#[cfg(test)]
mod tests {
    use std::sync::Mutex;

    use futures::FutureExt;
    use tokio::sync::oneshot;

    use super::*;
    use crate::{
        config::SpeechConfig,
        services::speech::{SpeechOptions, SpeechSynth},
        state::content::split_syllables,
    };

    #[derive(Default)]
    struct FakeSpeech {
        spoken: Mutex<Vec<String>>,
        cancels: Mutex<usize>,
    }

    impl SpeechSynth for FakeSpeech {
        fn speak(&self, text: &str, _options: &SpeechOptions) {
            self.spoken.lock().unwrap().push(text.to_string());
        }

        fn cancel(&self) {
            *self.cancels.lock().unwrap() += 1;
        }
    }

    struct FakeHandle {
        id: Uuid,
        stops: Arc<Mutex<Vec<Uuid>>>,
        disposed: bool,
    }

    impl AudioHandle for FakeHandle {
        fn id(&self) -> Uuid {
            self.id
        }

        fn stop(&self) -> Result<(), AudioError> {
            if self.disposed {
                return Err(AudioError::Disposed);
            }
            self.stops.lock().unwrap().push(self.id);
            Ok(())
        }
    }

    /// Records plays; clips listed in `failing` fail at once, others wait for `finish`.
    /// `on_play` runs once inside the next `play` call, before it returns.
    #[derive(Default)]
    struct FakeAudio {
        played: Mutex<Vec<(String, f32)>>,
        on_play: Mutex<Option<Box<dyn FnOnce() + Send>>>,
        pending: Mutex<Vec<(String, oneshot::Sender<Result<(), AudioError>>)>>,
        stops: Arc<Mutex<Vec<Uuid>>>,
        failing: Vec<String>,
        disposed: bool,
    }

    impl FakeAudio {
        fn failing(clips: &[&str]) -> Self {
            Self {
                failing: clips.iter().map(|clip| clip.to_string()).collect(),
                ..Self::default()
            }
        }

        fn finish(&self, src: &str) {
            let mut pending = self.pending.lock().unwrap();
            let position = pending.iter().position(|(clip, _)| clip == src).unwrap();
            let (_, sender) = pending.remove(position);
            let _ = sender.send(Ok(()));
        }

        fn played(&self) -> Vec<String> {
            self.played
                .lock()
                .unwrap()
                .iter()
                .map(|(src, _)| src.clone())
                .collect()
        }
    }

    impl AudioBackend for FakeAudio {
        fn play(&self, src: &str, volume: f32) -> Result<Playing, AudioError> {
            self.played.lock().unwrap().push((src.to_string(), volume));
            let hook = self.on_play.lock().unwrap().take();
            if let Some(hook) = hook {
                hook();
            }
            if self.failing.iter().any(|clip| clip == src) {
                return Err(AudioError::PlaybackFailed("blocked".into()));
            }
            let (sender, receiver) = oneshot::channel();
            self.pending.lock().unwrap().push((src.to_string(), sender));
            Ok(Playing {
                handle: Arc::new(FakeHandle {
                    id: Uuid::new_v4(),
                    stops: self.stops.clone(),
                    disposed: self.disposed,
                }),
                finished: receiver
                    .map(|result| result.unwrap_or(Err(AudioError::Disposed)))
                    .boxed(),
            })
        }
    }

    fn entry(
        audio: Option<&str>,
        syllable_audio: Option<&str>,
        sound: Option<&str>,
    ) -> Arc<WordEntry> {
        Arc::new(WordEntry {
            id: "a1".into(),
            word: "ELEFANTE".into(),
            syllable_text: "E-le-fan-te".into(),
            syllables: split_syllables("E-le-fan-te"),
            image: "elefante.png".into(),
            audio: audio.map(str::to_string),
            syllable_audio: syllable_audio.map(str::to_string),
            sound: sound.map(str::to_string),
        })
    }

    fn sequencer(audio: Arc<FakeAudio>, speech: Arc<FakeSpeech>) -> PlaybackSequencer {
        let fallback = SpeechFallback::new(speech, SpeechConfig::default());
        PlaybackSequencer::new(audio, fallback, &AppConfig::default())
    }

    async fn advance(ms: u64) {
        sleep(Duration::from_millis(ms)).await;
    }

    #[test]
    fn resolver_prefixes_bare_names_only() {
        let resolver = ResourceResolver::new("audio/");
        assert_eq!(resolver.resolve("perro.mp3"), "audio/perro.mp3");
        assert_eq!(resolver.resolve("audio/perro.mp3"), "audio/perro.mp3");
        assert_eq!(resolver.resolve("audiolibro.mp3"), "audio/audiolibro.mp3");
        assert_eq!(
            resolver.resolve("https://cdn.example.org/perro.mp3"),
            "https://cdn.example.org/perro.mp3"
        );
    }

    #[tokio::test(start_paused = true)]
    async fn missing_clips_fall_back_to_speech_in_order() {
        let audio = Arc::new(FakeAudio::default());
        let speech = Arc::new(FakeSpeech::default());
        let sequencer = sequencer(audio.clone(), speech.clone());

        sequencer.play_sequence(entry(None, None, Some("trompeta.mp3")));
        advance(1).await;
        assert_eq!(*speech.spoken.lock().unwrap(), ["ELEFANTE"]);

        // Word fallback wait plus the stage pause.
        advance(1_498).await;
        assert_eq!(speech.spoken.lock().unwrap().len(), 1);
        advance(2).await;
        assert_eq!(
            *speech.spoken.lock().unwrap(),
            ["ELEFANTE", "E, Le, Fan, Te"]
        );
        assert!(audio.played().is_empty());

        advance(2_500).await;
        assert_eq!(
            *audio.played.lock().unwrap(),
            [("audio/trompeta.mp3".to_string(), 0.6)]
        );
    }

    #[tokio::test(start_paused = true)]
    async fn next_stage_waits_for_clip_completion() {
        let audio = Arc::new(FakeAudio::default());
        let speech = Arc::new(FakeSpeech::default());
        let sequencer = sequencer(audio.clone(), speech.clone());

        sequencer.play_sequence(entry(Some("elefante.mp3"), None, None));
        advance(10_000).await;
        assert_eq!(audio.played(), ["audio/elefante.mp3"]);
        assert!(speech.spoken.lock().unwrap().is_empty());
        assert_eq!(sequencer.tracked().0, 1);

        audio.finish("audio/elefante.mp3");
        advance(501).await;
        assert_eq!(*speech.spoken.lock().unwrap(), ["E, Le, Fan, Te"]);
        assert_eq!(sequencer.tracked().0, 0);
    }

    #[tokio::test(start_paused = true)]
    async fn failing_clip_falls_back_like_a_missing_one() {
        let audio = Arc::new(FakeAudio::failing(&["audio/elefante.mp3"]));
        let speech = Arc::new(FakeSpeech::default());
        let sequencer = sequencer(audio.clone(), speech.clone());

        sequencer.play_sequence(entry(Some("elefante.mp3"), None, None));
        advance(1).await;
        assert_eq!(*speech.spoken.lock().unwrap(), ["ELEFANTE"]);
    }

    #[tokio::test(start_paused = true)]
    async fn switching_cards_cancels_the_previous_sequence() {
        let audio = Arc::new(FakeAudio::default());
        let speech = Arc::new(FakeSpeech::default());
        let sequencer = sequencer(audio.clone(), speech.clone());

        sequencer.play_sequence(entry(Some("elefante.mp3"), None, Some("trompeta.mp3")));
        advance(1).await;

        sequencer.play_sequence(entry(None, None, None));
        advance(1).await;
        assert_eq!(audio.stops.lock().unwrap().len(), 1);
        assert_eq!(sequencer.tracked().0, 0);

        // A late completion of the first clip must not resume its sequence.
        audio.finish("audio/elefante.mp3");
        advance(10_000).await;
        assert_eq!(audio.played(), ["audio/elefante.mp3"]);
        assert_eq!(
            *speech.spoken.lock().unwrap(),
            ["ELEFANTE", "E, Le, Fan, Te"]
        );
    }

    #[tokio::test(start_paused = true)]
    async fn stop_all_is_idempotent_and_survives_disposed_handles() {
        let audio = Arc::new(FakeAudio {
            disposed: true,
            ..FakeAudio::default()
        });
        let speech = Arc::new(FakeSpeech::default());
        let sequencer = sequencer(audio.clone(), speech.clone());

        sequencer.stop_all();
        sequencer.stop_all();
        assert_eq!(sequencer.tracked(), (0, 0));

        sequencer.play_sequence(entry(Some("elefante.mp3"), None, None));
        sequencer.speak_after(Duration::from_secs(1), "Toca... GATO".into());
        advance(1).await;
        assert_eq!(sequencer.tracked(), (1, 2));

        sequencer.stop_all();
        sequencer.stop_all();
        assert_eq!(sequencer.tracked(), (0, 0));

        advance(5_000).await;
        assert!(speech.spoken.lock().unwrap().is_empty());
    }

    #[tokio::test(start_paused = true)]
    async fn stop_all_while_a_clip_starts_still_stops_it() {
        let audio = Arc::new(FakeAudio::default());
        let speech = Arc::new(FakeSpeech::default());
        let sequencer = sequencer(audio.clone(), speech.clone());

        let stopper = sequencer.clone();
        *audio.on_play.lock().unwrap() = Some(Box::new(move || {
            stopper.stop_all();
        }));

        sequencer.play_sequence(entry(Some("elefante.mp3"), Some("e-le-fan-te.mp3"), None));
        advance(1).await;
        assert_eq!(audio.played(), ["audio/elefante.mp3"]);
        assert_eq!(audio.stops.lock().unwrap().len(), 1);
        assert_eq!(sequencer.tracked(), (0, 0));

        advance(10_000).await;
        assert_eq!(audio.played(), ["audio/elefante.mp3"]);
        assert!(speech.spoken.lock().unwrap().is_empty());
    }

    #[tokio::test(flavor = "multi_thread", worker_threads = 2)]
    async fn stop_all_while_a_clip_starts_on_another_worker_still_stops_it() {
        let audio = Arc::new(FakeAudio::default());
        let speech = Arc::new(FakeSpeech::default());
        let sequencer = sequencer(audio.clone(), speech.clone());

        let stopper = sequencer.clone();
        *audio.on_play.lock().unwrap() = Some(Box::new(move || {
            let handle = std::thread::spawn(move || {
                stopper.stop_all();
            });
            let _ = handle.join();
        }));

        sequencer.play_sequence(entry(Some("elefante.mp3"), None, None));
        for _ in 0..100 {
            if !audio.stops.lock().unwrap().is_empty() {
                break;
            }
            advance(10).await;
        }
        assert_eq!(audio.stops.lock().unwrap().len(), 1);
        assert_eq!(sequencer.tracked(), (0, 0));
        assert!(speech.spoken.lock().unwrap().is_empty());
    }

    #[tokio::test(start_paused = true)]
    async fn delayed_speech_fires_unless_stopped() {
        let audio = Arc::new(FakeAudio::default());
        let speech = Arc::new(FakeSpeech::default());
        let sequencer = sequencer(audio, speech.clone());

        sequencer.speak_after(Duration::from_secs(1), "Toca... GATO".into());
        advance(1_001).await;
        assert_eq!(*speech.spoken.lock().unwrap(), ["Toca... GATO"]);
    }

    #[tokio::test(start_paused = true)]
    async fn victory_cue_falls_back_to_a_cheer() {
        let audio = Arc::new(FakeAudio::failing(&["audio/victoria.mp3", "audio/error.mp3"]));
        let speech = Arc::new(FakeSpeech::default());
        let sequencer = sequencer(audio.clone(), speech.clone());

        sequencer.play_cue(Cue::Error);
        sequencer.play_cue(Cue::Victory);
        advance(1).await;

        assert_eq!(*speech.spoken.lock().unwrap(), ["¡Excelente!"]);
        assert_eq!(
            *audio.played.lock().unwrap(),
            [
                ("audio/error.mp3".to_string(), 0.5),
                ("audio/victoria.mp3".to_string(), 0.7)
            ]
        );
    }
}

________________________

# Brief:
Filter these records, keeping every line where the word "SpeechSynth" occurs.

# Written solution:
        services::speech::{SpeechOptions, SpeechSynth},
    impl SpeechSynth for FakeSpeech {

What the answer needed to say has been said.